### YOUR INSTRUCTIONS
Gather the lines below that include the string "material", copying each in full.

*** DATA SHOWN Section Begins ***

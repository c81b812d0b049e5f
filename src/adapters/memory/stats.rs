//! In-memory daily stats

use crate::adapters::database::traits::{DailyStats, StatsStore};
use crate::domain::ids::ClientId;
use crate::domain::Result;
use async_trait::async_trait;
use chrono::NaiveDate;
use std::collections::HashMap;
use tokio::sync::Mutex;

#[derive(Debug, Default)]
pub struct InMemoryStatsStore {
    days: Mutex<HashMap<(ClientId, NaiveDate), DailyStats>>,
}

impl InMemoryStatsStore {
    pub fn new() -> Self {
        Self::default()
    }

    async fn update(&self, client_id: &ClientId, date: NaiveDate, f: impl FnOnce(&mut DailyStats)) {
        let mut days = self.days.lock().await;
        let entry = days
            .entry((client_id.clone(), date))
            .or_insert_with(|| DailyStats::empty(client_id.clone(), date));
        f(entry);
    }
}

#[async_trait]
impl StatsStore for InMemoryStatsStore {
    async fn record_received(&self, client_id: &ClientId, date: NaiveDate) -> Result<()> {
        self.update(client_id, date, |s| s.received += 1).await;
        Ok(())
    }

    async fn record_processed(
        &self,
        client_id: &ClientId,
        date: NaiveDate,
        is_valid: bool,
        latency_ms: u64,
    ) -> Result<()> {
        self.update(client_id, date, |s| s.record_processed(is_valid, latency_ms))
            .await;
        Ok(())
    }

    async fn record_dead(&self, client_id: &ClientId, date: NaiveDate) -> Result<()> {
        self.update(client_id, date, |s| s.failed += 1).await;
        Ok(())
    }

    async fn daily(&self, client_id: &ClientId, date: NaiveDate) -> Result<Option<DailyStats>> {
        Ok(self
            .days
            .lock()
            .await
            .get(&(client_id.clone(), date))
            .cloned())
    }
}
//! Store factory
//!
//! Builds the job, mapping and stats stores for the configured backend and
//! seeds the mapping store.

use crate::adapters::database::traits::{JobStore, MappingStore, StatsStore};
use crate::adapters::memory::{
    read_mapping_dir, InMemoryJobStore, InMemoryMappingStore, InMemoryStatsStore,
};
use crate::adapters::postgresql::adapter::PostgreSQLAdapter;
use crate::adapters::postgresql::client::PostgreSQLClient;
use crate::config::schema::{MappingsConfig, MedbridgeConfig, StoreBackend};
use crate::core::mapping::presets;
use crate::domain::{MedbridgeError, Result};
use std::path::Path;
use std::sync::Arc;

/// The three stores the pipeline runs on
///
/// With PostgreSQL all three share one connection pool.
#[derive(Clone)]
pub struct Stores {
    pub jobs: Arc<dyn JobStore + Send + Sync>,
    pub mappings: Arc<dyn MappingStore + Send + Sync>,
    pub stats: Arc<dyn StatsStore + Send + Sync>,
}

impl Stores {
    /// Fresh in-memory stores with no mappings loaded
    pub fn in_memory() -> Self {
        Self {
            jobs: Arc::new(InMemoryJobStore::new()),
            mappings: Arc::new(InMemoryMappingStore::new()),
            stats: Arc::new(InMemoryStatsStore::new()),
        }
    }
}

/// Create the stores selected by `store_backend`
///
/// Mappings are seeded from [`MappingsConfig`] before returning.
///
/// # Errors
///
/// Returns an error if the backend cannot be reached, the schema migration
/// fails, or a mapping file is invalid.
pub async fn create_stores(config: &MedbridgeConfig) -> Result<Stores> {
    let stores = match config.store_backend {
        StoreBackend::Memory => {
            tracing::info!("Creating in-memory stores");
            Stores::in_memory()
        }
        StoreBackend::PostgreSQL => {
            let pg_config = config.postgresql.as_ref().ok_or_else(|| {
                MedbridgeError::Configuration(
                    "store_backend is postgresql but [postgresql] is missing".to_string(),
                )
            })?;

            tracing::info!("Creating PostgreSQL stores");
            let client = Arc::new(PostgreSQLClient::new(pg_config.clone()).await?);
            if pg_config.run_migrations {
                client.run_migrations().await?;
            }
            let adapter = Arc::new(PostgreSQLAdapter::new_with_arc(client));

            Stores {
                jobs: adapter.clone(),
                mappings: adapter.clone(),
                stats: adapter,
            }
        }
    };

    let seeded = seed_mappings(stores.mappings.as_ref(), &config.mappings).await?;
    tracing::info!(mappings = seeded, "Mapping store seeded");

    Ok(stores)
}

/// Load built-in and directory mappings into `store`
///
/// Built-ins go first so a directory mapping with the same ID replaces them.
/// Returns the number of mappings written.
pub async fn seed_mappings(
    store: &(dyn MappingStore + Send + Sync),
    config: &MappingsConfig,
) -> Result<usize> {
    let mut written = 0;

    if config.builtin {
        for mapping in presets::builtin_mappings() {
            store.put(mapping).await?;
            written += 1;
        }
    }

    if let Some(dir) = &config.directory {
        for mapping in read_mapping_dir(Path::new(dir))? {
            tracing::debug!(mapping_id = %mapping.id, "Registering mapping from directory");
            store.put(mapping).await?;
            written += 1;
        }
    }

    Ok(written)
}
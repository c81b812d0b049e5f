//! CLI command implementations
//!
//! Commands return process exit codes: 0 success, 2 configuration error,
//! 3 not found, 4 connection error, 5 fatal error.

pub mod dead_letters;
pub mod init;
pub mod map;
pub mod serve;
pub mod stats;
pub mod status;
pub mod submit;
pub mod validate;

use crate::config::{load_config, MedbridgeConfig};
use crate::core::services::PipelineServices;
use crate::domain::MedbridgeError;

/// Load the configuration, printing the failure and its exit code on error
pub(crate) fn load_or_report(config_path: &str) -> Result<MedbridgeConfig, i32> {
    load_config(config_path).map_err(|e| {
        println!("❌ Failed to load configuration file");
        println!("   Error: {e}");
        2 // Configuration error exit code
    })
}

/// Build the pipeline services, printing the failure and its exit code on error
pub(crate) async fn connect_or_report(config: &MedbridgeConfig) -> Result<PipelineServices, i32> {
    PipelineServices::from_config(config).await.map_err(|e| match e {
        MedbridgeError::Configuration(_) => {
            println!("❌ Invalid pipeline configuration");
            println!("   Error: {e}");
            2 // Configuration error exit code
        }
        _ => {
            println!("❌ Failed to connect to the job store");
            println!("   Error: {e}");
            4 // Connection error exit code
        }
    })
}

*** DATA SHOWN Section Ends ***
*** DATA SHOWN Section Begins ***

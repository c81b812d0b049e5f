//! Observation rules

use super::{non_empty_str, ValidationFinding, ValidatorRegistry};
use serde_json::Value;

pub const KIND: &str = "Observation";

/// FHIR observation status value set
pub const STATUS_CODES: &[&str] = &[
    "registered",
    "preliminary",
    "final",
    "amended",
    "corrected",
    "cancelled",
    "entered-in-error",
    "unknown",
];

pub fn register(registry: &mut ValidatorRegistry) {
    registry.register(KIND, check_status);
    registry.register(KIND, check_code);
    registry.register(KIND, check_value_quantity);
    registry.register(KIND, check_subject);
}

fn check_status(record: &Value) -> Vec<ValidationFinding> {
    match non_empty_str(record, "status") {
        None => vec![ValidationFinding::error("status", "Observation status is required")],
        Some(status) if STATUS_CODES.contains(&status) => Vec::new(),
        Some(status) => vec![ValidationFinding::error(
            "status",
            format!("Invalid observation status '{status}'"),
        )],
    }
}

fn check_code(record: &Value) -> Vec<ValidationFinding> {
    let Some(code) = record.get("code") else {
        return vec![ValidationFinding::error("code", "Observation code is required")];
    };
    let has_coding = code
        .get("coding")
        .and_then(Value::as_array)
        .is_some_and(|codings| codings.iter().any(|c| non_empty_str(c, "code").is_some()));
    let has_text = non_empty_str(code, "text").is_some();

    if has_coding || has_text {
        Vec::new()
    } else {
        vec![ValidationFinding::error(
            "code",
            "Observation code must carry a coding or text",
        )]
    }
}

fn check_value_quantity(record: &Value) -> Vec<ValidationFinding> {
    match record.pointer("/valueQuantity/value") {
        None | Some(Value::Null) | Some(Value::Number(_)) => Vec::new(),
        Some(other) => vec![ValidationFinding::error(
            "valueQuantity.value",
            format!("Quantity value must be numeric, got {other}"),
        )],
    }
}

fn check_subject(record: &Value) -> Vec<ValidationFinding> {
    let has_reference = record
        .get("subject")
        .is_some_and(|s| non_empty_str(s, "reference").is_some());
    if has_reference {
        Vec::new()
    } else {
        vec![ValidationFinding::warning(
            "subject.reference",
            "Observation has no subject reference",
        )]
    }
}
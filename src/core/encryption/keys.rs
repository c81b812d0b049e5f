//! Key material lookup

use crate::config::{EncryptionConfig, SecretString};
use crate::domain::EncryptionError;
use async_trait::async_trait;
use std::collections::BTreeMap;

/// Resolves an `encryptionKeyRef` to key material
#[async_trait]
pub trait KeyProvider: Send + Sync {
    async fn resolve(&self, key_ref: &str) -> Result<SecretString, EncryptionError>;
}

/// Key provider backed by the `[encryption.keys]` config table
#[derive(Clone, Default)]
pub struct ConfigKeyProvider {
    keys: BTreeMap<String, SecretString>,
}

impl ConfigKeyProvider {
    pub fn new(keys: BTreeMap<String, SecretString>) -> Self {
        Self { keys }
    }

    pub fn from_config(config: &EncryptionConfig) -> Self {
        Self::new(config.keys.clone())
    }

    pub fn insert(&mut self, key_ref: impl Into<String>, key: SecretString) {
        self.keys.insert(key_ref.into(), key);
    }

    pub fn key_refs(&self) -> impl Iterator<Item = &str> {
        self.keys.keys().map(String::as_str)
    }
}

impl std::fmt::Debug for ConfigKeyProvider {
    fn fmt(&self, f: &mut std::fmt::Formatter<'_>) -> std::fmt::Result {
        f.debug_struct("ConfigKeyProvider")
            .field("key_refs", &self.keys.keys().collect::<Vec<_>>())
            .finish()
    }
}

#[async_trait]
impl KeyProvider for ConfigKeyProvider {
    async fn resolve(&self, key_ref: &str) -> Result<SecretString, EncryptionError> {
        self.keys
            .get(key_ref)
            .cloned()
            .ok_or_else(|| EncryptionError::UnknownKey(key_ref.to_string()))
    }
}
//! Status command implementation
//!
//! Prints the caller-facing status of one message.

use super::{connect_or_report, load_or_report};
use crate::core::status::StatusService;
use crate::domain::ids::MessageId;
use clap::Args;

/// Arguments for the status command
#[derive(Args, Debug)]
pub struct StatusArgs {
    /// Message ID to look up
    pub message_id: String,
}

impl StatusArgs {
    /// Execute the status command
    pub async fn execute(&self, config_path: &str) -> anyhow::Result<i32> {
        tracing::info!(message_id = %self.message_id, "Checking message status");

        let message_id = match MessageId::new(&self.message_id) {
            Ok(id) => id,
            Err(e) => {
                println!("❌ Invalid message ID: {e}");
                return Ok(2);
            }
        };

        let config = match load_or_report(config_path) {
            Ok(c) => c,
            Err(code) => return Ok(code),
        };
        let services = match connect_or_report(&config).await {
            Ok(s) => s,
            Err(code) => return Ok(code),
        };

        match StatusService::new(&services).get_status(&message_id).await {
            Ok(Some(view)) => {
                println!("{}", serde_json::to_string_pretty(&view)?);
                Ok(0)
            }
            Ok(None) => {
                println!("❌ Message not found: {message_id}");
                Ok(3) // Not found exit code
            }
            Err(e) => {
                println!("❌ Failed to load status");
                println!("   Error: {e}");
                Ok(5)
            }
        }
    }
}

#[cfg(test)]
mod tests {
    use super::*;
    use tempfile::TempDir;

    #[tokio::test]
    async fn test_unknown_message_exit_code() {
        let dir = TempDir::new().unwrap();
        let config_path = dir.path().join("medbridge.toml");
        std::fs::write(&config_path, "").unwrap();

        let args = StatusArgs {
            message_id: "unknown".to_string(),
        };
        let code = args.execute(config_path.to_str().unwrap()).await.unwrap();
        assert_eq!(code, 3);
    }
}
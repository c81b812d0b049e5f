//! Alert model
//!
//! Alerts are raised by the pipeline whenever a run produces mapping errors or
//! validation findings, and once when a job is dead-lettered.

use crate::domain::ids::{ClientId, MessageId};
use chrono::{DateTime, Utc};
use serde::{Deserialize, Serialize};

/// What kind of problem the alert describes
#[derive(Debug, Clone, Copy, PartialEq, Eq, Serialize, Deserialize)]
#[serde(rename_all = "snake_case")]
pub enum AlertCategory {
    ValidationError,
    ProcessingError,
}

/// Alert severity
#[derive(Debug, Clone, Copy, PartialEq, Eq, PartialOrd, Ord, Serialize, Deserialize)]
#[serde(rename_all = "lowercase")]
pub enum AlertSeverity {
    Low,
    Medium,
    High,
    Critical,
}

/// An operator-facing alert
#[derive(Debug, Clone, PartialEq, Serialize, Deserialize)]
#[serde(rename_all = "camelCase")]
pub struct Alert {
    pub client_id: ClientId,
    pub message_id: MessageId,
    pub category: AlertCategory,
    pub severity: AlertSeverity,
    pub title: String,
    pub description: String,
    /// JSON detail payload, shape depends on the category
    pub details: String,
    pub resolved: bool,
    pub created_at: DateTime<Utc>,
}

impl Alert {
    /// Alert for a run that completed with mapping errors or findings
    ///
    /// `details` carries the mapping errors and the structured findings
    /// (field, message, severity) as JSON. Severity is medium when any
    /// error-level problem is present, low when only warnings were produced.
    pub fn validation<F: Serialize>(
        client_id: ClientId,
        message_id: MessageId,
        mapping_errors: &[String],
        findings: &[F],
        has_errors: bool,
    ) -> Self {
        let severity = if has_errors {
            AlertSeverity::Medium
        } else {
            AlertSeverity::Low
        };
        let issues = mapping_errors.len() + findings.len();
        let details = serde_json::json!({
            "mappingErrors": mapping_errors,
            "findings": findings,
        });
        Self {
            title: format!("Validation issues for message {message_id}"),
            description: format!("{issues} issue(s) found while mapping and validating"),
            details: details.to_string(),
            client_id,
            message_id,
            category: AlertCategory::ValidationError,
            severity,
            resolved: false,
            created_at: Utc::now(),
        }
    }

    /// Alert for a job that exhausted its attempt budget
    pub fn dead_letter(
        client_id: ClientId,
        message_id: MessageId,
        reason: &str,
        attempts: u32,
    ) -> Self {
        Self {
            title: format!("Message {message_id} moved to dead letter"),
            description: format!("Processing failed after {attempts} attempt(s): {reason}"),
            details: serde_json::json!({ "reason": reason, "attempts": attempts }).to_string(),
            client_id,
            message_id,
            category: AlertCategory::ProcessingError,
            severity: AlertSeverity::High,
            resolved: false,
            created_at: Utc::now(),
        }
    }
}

*** DATA SHOWN Section Ends ***

### YOUR RESPONSE
//! Key material lookup
/// Resolves an `encryptionKeyRef` to key material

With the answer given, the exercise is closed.